[Stored data]
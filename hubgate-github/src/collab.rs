//! Collaborator, webhook and team administration
//!
//! Octocrab has no high-level handlers for these routes, so they go
//! through its typed generic `get`/`_put`/`_delete` REST calls.

use serde::{Deserialize, Serialize};
use tracing::{debug, info};

use crate::{Error, GitHubClient, Permission, RepoName, Result, Webhook};

impl GitHubClient {
    /// List collaborator logins
    pub async fn list_collaborators(&self, repo: &RepoName) -> Result<Vec<String>> {
        debug!(repo = %repo, "Listing collaborators");

        let route = format!("/repos/{}/{}/collaborators", repo.owner(), repo.name());
        let collaborators: Vec<CollaboratorDto> = self.client().get(route, None::<&()>).await?;

        Ok(collaborators.into_iter().map(|c| c.login).collect())
    }

    /// Invite a collaborator with the given permission level
    pub async fn add_collaborator(
        &self,
        repo: &RepoName,
        username: &str,
        permission: Permission,
    ) -> Result<()> {
        debug!(repo = %repo, username, permission = permission.as_str(), "Adding collaborator");

        let route = format!(
            "/repos/{}/{}/collaborators/{}",
            repo.owner(),
            repo.name(),
            username
        );
        let payload = PermissionPayload {
            permission: permission.as_str(),
        };

        // 201 = invitation created, 204 = already a collaborator
        let response = self.client()._put(route.clone(), Some(&payload)).await?;
        if !response.status().is_success() {
            return Err(Error::UnexpectedStatus {
                status: response.status().as_u16(),
                route,
            });
        }

        info!(repo = %repo, username, "Added collaborator");
        Ok(())
    }

    /// Revoke a collaborator's access
    pub async fn remove_collaborator(&self, repo: &RepoName, username: &str) -> Result<()> {
        debug!(repo = %repo, username, "Removing collaborator");

        let route = format!(
            "/repos/{}/{}/collaborators/{}",
            repo.owner(),
            repo.name(),
            username
        );

        let response = self.client()._delete(route.clone(), None::<&()>).await?;
        if !response.status().is_success() {
            return Err(Error::UnexpectedStatus {
                status: response.status().as_u16(),
                route,
            });
        }

        info!(repo = %repo, username, "Removed collaborator");
        Ok(())
    }

    /// List repository webhooks
    pub async fn list_webhooks(&self, repo: &RepoName) -> Result<Vec<Webhook>> {
        debug!(repo = %repo, "Listing webhooks");

        let route = format!("/repos/{}/{}/hooks", repo.owner(), repo.name());
        let hooks: Vec<HookDto> = self.client().get(route, None::<&()>).await?;

        Ok(hooks
            .into_iter()
            .map(|h| Webhook {
                id: h.id,
                url: h.config.url,
            })
            .collect())
    }

    /// List an organization's team names
    pub async fn list_teams(&self, org: &str) -> Result<Vec<String>> {
        debug!(org, "Listing teams");

        let route = format!("/orgs/{}/teams", org);
        let teams: Vec<TeamDto> = self.client().get(route, None::<&()>).await?;

        Ok(teams.into_iter().map(|t| t.name).collect())
    }
}

#[derive(Debug, Deserialize)]
struct CollaboratorDto {
    login: String,
}

#[derive(Debug, Serialize)]
struct PermissionPayload<'a> {
    permission: &'a str,
}

#[derive(Debug, Deserialize)]
struct HookDto {
    id: u64,
    #[serde(default)]
    config: HookConfigDto,
}

#[derive(Debug, Default, Deserialize)]
struct HookConfigDto {
    url: Option<String>,
}

#[derive(Debug, Deserialize)]
struct TeamDto {
    name: String,
}

#[cfg(test)]
mod tests {
    use super::*;

    #[test]
    fn test_hook_dto_tolerates_missing_config() {
        let parsed: HookDto = serde_json::from_str(r#"{"id": 7}"#).unwrap();
        assert_eq!(parsed.id, 7);
        assert!(parsed.config.url.is_none());

        let parsed: HookDto =
            serde_json::from_str(r#"{"id": 8, "config": {"url": "https://example.com/hook"}}"#)
                .unwrap();
        assert_eq!(parsed.config.url.as_deref(), Some("https://example.com/hook"));
    }

    #[test]
    fn test_permission_payload_shape() {
        let json = serde_json::to_value(PermissionPayload { permission: "push" }).unwrap();
        assert_eq!(json["permission"], "push");
    }
}
//! The capability interface the gateway consumes
//!
//! Handlers hold an `Arc<dyn SourceControl>` rather than the concrete
//! octocrab-backed client, so tests can substitute a fake and count or
//! fail individual capabilities.

use async_trait::async_trait;

use crate::{
    Account, Branch, Comment, Comparison, GitHubClient, Issue, IssueState, NewIssue,
    NewPullRequest, NewRepository, Permission, PullRequest, RateLimitStatus, RepoName, Repository,
    Result, Review, Webhook,
};

/// Read and mutate capabilities on the source-control host
///
/// Each method is one logical remote operation. Implementations must be
/// safe for concurrent use from multiple in-flight requests.
#[async_trait]
pub trait SourceControl: Send + Sync {
    /// Fetch the authenticated account's profile
    async fn current_account(&self) -> Result<Account>;

    /// Fetch the current core API quota window
    async fn rate_limit_status(&self) -> Result<RateLimitStatus>;

    /// List branches with their head commits
    async fn list_branches(&self, repo: &RepoName) -> Result<Vec<Branch>>;

    /// Look up the repository's default branch name
    async fn default_branch(&self, repo: &RepoName) -> Result<String>;

    /// Resolve a branch name to its head commit SHA
    async fn branch_head(&self, repo: &RepoName, branch: &str) -> Result<String>;

    /// Create a branch pointing at the given commit
    async fn create_branch(&self, repo: &RepoName, branch: &str, sha: &str) -> Result<()>;

    /// Delete a branch reference
    async fn delete_branch(&self, repo: &RepoName, branch: &str) -> Result<()>;

    /// Compare `base...head`
    async fn compare_branches(
        &self,
        repo: &RepoName,
        base: &str,
        head: &str,
    ) -> Result<Comparison>;

    /// List open pull requests
    async fn list_open_pull_requests(&self, repo: &RepoName) -> Result<Vec<PullRequest>>;

    /// Open a pull request
    async fn create_pull_request(
        &self,
        repo: &RepoName,
        spec: &NewPullRequest,
    ) -> Result<PullRequest>;

    /// Merge a pull request, optionally with a commit message
    async fn merge_pull_request(
        &self,
        repo: &RepoName,
        number: u64,
        message: Option<&str>,
    ) -> Result<()>;

    /// Close a pull request without merging
    async fn close_pull_request(&self, repo: &RepoName, number: u64) -> Result<()>;

    /// Get all reviews for a pull request
    async fn list_reviews(&self, repo: &RepoName, number: u64) -> Result<Vec<Review>>;

    /// List repositories owned by the authenticated account
    async fn list_repositories(&self) -> Result<Vec<Repository>>;

    /// Read a repository's metadata, including topics
    async fn get_repository(&self, repo: &RepoName) -> Result<Repository>;

    /// Create a repository under the current account or an organization
    async fn create_repository(&self, spec: &NewRepository) -> Result<Repository>;

    /// List open issues
    async fn list_open_issues(&self, repo: &RepoName) -> Result<Vec<Issue>>;

    /// Create an issue
    async fn create_issue(&self, repo: &RepoName, spec: &NewIssue) -> Result<Issue>;

    /// Add a comment to an issue or pull request
    async fn create_issue_comment(
        &self,
        repo: &RepoName,
        number: u64,
        body: &str,
    ) -> Result<Comment>;

    /// Set an issue's state to open or closed
    async fn update_issue_state(
        &self,
        repo: &RepoName,
        number: u64,
        state: IssueState,
    ) -> Result<()>;

    /// List collaborator logins
    async fn list_collaborators(&self, repo: &RepoName) -> Result<Vec<String>>;

    /// Invite a collaborator with the given permission level
    async fn add_collaborator(
        &self,
        repo: &RepoName,
        username: &str,
        permission: Permission,
    ) -> Result<()>;

    /// Revoke a collaborator's access
    async fn remove_collaborator(&self, repo: &RepoName, username: &str) -> Result<()>;

    /// List repository webhooks
    async fn list_webhooks(&self, repo: &RepoName) -> Result<Vec<Webhook>>;

    /// List an organization's team names
    async fn list_teams(&self, org: &str) -> Result<Vec<String>>;
}

#[async_trait]
impl SourceControl for GitHubClient {
    async fn current_account(&self) -> Result<Account> {
        GitHubClient::current_account(self).await
    }

    async fn rate_limit_status(&self) -> Result<RateLimitStatus> {
        GitHubClient::rate_limit_status(self).await
    }

    async fn list_branches(&self, repo: &RepoName) -> Result<Vec<Branch>> {
        GitHubClient::list_branches(self, repo).await
    }

    async fn default_branch(&self, repo: &RepoName) -> Result<String> {
        GitHubClient::default_branch(self, repo).await
    }

    async fn branch_head(&self, repo: &RepoName, branch: &str) -> Result<String> {
        GitHubClient::branch_head(self, repo, branch).await
    }

    async fn create_branch(&self, repo: &RepoName, branch: &str, sha: &str) -> Result<()> {
        GitHubClient::create_branch(self, repo, branch, sha).await
    }

    async fn delete_branch(&self, repo: &RepoName, branch: &str) -> Result<()> {
        GitHubClient::delete_branch(self, repo, branch).await
    }

    async fn compare_branches(
        &self,
        repo: &RepoName,
        base: &str,
        head: &str,
    ) -> Result<Comparison> {
        GitHubClient::compare_branches(self, repo, base, head).await
    }

    async fn list_open_pull_requests(&self, repo: &RepoName) -> Result<Vec<PullRequest>> {
        GitHubClient::list_open_pull_requests(self, repo).await
    }

    async fn create_pull_request(
        &self,
        repo: &RepoName,
        spec: &NewPullRequest,
    ) -> Result<PullRequest> {
        GitHubClient::create_pull_request(self, repo, spec).await
    }

    async fn merge_pull_request(
        &self,
        repo: &RepoName,
        number: u64,
        message: Option<&str>,
    ) -> Result<()> {
        GitHubClient::merge_pull_request(self, repo, number, message).await
    }

    async fn close_pull_request(&self, repo: &RepoName, number: u64) -> Result<()> {
        GitHubClient::close_pull_request(self, repo, number).await
    }

    async fn list_reviews(&self, repo: &RepoName, number: u64) -> Result<Vec<Review>> {
        GitHubClient::list_reviews(self, repo, number).await
    }

    async fn list_repositories(&self) -> Result<Vec<Repository>> {
        GitHubClient::list_repositories(self).await
    }

    async fn get_repository(&self, repo: &RepoName) -> Result<Repository> {
        GitHubClient::get_repository(self, repo).await
    }

    async fn create_repository(&self, spec: &NewRepository) -> Result<Repository> {
        GitHubClient::create_repository(self, spec).await
    }

    async fn list_open_issues(&self, repo: &RepoName) -> Result<Vec<Issue>> {
        GitHubClient::list_open_issues(self, repo).await
    }

    async fn create_issue(&self, repo: &RepoName, spec: &NewIssue) -> Result<Issue> {
        GitHubClient::create_issue(self, repo, spec).await
    }

    async fn create_issue_comment(
        &self,
        repo: &RepoName,
        number: u64,
        body: &str,
    ) -> Result<Comment> {
        GitHubClient::create_issue_comment(self, repo, number, body).await
    }

    async fn update_issue_state(
        &self,
        repo: &RepoName,
        number: u64,
        state: IssueState,
    ) -> Result<()> {
        GitHubClient::update_issue_state(self, repo, number, state).await
    }

    async fn list_collaborators(&self, repo: &RepoName) -> Result<Vec<String>> {
        GitHubClient::list_collaborators(self, repo).await
    }

    async fn add_collaborator(
        &self,
        repo: &RepoName,
        username: &str,
        permission: Permission,
    ) -> Result<()> {
        GitHubClient::add_collaborator(self, repo, username, permission).await
    }

    async fn remove_collaborator(&self, repo: &RepoName, username: &str) -> Result<()> {
        GitHubClient::remove_collaborator(self, repo, username).await
    }

    async fn list_webhooks(&self, repo: &RepoName) -> Result<Vec<Webhook>> {
        GitHubClient::list_webhooks(self, repo).await
    }

    async fn list_teams(&self, org: &str) -> Result<Vec<String>> {
        GitHubClient::list_teams(self, org).await
    }
}
//! Hubgate GitHub - the source-control client layer of the hubgate gateway
//!
//! Wraps octocrab behind the narrow [`SourceControl`] capability trait so
//! the HTTP layer stays testable against a fake host.

mod branches;
mod client;
mod collab;
mod error;
mod issues;
mod pulls;
mod repos;
mod source_control;
mod types;

pub use client::GitHubClient;
pub use error::{Error, Result};
pub use source_control::SourceControl;
pub use types::{
    Account, Branch, Comment, Comparison, Issue, IssueState, NewIssue, NewPullRequest,
    NewRepository, Permission, PullRequest, RateLimitStatus, RepoName, Repository, Review, Webhook,
};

• WHAT IS NEEDED
From the entries above, extract only the lines running from the one containing "the source-control host" through the one containing "async fn rate_limit_status(&self) -> Result<RateLimitStatus>;", inclusive.

• FINAL ANSWER
/// Read and mutate capabilities on the source-control host
///
/// Each method is one logical remote operation. Implementations must be
/// safe for concurrent use from multiple in-flight requests.
#[async_trait]
pub trait SourceControl: Send + Sync {
    /// Fetch the authenticated account's profile
    async fn current_account(&self) -> Result<Account>;

    /// Fetch the current core API quota window
    async fn rate_limit_status(&self) -> Result<RateLimitStatus>;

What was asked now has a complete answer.